= ABOUT THIS EXERCISE =
Of the lines below, copy those that hold the word "ErrorKind".
++++++++
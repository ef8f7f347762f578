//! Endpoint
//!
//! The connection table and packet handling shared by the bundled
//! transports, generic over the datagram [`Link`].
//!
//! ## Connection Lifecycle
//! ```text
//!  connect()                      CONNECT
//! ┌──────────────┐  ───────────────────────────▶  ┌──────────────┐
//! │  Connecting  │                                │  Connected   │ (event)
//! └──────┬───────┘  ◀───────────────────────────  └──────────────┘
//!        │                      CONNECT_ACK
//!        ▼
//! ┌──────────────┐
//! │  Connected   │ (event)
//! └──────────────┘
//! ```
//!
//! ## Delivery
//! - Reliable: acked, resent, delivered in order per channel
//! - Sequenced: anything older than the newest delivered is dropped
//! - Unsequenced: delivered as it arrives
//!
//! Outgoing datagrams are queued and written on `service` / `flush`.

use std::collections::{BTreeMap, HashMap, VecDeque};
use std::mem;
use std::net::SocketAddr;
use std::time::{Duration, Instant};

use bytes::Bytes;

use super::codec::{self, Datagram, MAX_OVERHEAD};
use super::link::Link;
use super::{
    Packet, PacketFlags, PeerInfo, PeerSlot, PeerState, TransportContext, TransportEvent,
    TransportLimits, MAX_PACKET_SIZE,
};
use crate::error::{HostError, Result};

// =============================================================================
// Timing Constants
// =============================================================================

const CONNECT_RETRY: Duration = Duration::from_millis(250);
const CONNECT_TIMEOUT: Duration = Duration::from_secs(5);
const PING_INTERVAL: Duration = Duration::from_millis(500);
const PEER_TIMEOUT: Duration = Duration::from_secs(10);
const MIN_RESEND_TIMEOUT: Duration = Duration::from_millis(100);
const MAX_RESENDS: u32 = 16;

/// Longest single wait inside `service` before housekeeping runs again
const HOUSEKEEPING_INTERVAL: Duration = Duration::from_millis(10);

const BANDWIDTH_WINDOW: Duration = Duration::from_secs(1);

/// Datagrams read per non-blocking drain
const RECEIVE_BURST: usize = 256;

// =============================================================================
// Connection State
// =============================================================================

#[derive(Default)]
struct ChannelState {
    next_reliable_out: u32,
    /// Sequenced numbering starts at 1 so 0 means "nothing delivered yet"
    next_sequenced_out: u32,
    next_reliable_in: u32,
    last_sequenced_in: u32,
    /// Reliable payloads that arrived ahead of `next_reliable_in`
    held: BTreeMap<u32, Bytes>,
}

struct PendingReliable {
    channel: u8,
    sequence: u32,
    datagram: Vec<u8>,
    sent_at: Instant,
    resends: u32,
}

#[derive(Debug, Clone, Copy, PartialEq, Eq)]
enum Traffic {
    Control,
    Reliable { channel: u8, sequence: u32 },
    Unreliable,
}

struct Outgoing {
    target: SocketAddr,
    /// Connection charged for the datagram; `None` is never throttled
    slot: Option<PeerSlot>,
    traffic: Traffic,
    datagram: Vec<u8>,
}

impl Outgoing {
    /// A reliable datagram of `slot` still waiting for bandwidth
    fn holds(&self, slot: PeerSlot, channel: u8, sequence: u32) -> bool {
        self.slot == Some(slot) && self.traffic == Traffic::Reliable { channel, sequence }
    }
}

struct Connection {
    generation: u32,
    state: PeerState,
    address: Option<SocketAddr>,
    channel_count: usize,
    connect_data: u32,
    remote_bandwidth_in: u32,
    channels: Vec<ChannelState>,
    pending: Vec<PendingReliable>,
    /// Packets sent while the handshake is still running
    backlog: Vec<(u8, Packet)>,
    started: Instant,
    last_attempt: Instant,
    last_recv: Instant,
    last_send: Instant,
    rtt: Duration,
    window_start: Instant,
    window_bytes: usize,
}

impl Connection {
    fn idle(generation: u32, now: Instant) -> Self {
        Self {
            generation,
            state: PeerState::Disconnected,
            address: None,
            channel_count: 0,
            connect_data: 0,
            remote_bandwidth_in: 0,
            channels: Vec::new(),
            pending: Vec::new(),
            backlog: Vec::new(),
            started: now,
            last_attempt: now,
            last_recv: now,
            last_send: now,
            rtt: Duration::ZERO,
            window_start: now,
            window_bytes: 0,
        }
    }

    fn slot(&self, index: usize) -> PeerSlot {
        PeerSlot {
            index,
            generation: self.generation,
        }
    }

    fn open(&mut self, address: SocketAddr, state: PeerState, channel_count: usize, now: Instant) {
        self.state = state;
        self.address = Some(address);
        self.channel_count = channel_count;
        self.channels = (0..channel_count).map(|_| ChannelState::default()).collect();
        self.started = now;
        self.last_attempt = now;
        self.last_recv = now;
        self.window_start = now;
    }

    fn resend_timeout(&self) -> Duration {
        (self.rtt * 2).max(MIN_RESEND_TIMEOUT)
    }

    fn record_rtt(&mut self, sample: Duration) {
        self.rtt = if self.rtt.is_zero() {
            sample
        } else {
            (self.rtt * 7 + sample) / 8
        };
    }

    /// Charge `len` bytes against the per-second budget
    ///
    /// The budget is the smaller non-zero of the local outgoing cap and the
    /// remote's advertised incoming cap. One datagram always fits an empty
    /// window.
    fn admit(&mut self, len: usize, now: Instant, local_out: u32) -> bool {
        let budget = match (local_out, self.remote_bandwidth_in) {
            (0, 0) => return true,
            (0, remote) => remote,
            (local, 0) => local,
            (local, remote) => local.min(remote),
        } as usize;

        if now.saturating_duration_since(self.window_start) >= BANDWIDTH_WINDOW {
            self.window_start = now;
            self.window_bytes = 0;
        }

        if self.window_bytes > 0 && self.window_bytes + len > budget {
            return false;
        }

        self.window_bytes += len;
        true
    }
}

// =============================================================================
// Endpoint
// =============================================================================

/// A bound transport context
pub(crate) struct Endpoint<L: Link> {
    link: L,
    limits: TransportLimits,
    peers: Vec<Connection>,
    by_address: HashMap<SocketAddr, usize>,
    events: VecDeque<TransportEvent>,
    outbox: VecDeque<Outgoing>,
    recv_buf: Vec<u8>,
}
++++++++
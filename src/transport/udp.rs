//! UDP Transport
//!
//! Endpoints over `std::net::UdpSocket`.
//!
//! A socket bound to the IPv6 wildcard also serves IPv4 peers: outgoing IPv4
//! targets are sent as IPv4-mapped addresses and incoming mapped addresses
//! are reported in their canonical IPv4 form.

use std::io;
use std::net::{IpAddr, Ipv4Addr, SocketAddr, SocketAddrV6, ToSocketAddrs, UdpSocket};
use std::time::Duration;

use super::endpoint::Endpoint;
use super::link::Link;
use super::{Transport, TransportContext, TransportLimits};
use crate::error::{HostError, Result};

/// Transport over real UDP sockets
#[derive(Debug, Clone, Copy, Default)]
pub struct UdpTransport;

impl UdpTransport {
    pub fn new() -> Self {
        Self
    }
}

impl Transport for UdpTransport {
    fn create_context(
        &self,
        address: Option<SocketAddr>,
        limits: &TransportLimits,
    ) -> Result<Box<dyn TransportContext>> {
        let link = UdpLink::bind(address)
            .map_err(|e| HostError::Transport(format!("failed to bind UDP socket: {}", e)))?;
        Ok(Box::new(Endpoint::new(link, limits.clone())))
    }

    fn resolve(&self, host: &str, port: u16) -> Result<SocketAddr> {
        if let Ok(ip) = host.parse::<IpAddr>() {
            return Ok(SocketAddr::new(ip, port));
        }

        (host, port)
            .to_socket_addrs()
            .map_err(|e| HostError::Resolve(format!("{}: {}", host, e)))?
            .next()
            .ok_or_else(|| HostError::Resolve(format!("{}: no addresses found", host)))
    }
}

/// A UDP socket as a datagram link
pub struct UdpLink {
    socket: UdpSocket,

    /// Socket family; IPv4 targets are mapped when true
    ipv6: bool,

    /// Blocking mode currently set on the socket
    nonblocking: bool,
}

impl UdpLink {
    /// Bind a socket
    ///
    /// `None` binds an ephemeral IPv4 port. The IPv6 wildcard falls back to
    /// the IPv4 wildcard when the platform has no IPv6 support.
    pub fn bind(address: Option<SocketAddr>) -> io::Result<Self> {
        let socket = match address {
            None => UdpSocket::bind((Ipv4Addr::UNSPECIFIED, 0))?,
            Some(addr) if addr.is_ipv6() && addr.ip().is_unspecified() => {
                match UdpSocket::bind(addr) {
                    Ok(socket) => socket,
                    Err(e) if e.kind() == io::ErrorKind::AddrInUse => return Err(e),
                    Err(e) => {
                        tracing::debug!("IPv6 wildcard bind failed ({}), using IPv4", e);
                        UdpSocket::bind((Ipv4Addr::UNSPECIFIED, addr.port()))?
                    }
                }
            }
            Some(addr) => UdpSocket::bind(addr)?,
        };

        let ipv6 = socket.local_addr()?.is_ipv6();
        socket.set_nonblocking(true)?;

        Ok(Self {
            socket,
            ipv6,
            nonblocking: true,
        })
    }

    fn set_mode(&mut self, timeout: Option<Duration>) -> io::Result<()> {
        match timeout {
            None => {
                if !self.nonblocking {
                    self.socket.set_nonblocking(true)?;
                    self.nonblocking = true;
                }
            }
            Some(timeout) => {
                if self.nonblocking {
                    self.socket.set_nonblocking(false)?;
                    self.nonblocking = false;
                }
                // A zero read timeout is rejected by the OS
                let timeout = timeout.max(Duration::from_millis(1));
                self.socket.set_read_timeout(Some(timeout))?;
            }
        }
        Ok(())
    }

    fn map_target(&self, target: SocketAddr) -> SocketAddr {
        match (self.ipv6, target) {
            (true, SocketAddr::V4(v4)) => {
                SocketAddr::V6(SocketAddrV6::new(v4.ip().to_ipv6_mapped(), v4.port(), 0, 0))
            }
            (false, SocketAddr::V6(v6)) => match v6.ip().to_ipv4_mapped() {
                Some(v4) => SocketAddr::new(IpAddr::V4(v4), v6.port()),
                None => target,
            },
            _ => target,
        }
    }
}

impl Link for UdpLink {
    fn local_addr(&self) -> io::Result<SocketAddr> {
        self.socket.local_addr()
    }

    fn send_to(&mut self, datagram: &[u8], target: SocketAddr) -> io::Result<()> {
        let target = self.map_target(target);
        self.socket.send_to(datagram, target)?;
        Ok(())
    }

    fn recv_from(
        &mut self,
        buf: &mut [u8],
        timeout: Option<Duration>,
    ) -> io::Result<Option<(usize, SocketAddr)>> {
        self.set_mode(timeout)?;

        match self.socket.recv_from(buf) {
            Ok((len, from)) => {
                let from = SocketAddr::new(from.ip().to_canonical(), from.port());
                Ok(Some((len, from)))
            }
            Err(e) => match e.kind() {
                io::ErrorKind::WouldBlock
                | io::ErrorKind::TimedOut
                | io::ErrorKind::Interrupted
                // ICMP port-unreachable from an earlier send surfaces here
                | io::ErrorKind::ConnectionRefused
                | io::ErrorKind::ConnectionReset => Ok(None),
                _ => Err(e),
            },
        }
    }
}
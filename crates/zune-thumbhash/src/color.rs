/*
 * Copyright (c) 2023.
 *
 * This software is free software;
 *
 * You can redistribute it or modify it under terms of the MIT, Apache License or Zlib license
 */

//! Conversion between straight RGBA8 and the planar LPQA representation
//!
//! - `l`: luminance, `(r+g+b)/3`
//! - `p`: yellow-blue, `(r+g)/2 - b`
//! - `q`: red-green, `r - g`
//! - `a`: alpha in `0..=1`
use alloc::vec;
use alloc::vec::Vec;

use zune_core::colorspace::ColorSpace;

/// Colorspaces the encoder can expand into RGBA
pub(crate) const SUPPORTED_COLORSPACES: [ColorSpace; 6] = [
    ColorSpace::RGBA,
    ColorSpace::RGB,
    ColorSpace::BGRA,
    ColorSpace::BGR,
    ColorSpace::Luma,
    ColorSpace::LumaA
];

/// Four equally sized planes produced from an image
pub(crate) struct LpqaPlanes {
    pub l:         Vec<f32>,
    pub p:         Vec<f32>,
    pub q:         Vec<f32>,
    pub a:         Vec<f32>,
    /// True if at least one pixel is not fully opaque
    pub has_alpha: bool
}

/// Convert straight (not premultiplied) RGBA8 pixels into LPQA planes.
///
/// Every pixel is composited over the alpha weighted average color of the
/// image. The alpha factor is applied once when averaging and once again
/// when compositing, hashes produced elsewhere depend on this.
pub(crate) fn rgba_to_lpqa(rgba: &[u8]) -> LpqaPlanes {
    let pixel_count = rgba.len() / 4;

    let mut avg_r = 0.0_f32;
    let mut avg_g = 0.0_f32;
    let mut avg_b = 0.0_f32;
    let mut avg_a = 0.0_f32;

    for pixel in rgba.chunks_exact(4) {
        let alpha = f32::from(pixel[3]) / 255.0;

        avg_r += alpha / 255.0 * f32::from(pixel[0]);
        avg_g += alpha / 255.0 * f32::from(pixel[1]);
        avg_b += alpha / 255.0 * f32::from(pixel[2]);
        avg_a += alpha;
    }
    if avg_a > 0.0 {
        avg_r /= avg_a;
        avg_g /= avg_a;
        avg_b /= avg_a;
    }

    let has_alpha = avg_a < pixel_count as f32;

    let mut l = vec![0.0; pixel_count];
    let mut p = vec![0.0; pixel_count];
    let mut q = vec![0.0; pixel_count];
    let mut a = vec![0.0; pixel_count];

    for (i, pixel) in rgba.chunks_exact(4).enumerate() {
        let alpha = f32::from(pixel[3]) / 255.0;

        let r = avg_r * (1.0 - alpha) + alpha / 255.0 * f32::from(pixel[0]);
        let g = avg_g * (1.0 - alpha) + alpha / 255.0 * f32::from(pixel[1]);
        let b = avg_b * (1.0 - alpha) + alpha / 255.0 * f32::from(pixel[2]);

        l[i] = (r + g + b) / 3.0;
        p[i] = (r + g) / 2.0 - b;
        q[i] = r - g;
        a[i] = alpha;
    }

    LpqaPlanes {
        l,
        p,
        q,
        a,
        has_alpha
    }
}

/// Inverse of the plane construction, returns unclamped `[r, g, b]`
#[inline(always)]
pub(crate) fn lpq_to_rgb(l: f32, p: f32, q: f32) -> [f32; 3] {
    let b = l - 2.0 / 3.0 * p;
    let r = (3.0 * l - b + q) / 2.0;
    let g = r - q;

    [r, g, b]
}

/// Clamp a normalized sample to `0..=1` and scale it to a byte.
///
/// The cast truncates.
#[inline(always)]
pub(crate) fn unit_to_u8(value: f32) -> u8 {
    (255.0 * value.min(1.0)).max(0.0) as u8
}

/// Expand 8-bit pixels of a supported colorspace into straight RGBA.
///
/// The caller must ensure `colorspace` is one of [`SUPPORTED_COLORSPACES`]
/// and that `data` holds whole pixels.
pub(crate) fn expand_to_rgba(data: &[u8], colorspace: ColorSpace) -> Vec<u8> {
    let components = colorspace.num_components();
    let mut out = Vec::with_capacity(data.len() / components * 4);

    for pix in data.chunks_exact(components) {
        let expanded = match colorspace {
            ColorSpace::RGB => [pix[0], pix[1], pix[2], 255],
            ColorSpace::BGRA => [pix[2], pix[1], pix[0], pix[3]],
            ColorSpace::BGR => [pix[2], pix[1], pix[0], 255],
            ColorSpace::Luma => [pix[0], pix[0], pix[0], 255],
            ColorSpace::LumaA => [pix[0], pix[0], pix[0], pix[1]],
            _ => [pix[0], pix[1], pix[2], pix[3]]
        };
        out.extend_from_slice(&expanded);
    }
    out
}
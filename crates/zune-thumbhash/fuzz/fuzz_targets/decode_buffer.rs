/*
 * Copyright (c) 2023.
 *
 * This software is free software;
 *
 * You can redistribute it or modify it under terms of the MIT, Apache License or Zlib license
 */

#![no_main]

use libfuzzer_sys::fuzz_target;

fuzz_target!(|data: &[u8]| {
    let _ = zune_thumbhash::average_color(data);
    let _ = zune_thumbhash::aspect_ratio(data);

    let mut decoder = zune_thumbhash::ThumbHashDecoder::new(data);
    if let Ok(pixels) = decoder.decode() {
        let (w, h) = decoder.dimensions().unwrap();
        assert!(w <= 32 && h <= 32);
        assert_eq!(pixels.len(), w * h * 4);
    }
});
++++++++
= RESULT OF THE EXERCISE =
                    Err(e) if e.kind() == io::ErrorKind::AddrInUse => return Err(e),
                io::ErrorKind::WouldBlock
                | io::ErrorKind::TimedOut
                | io::ErrorKind::Interrupted
                | io::ErrorKind::ConnectionRefused
                | io::ErrorKind::ConnectionReset => Ok(None),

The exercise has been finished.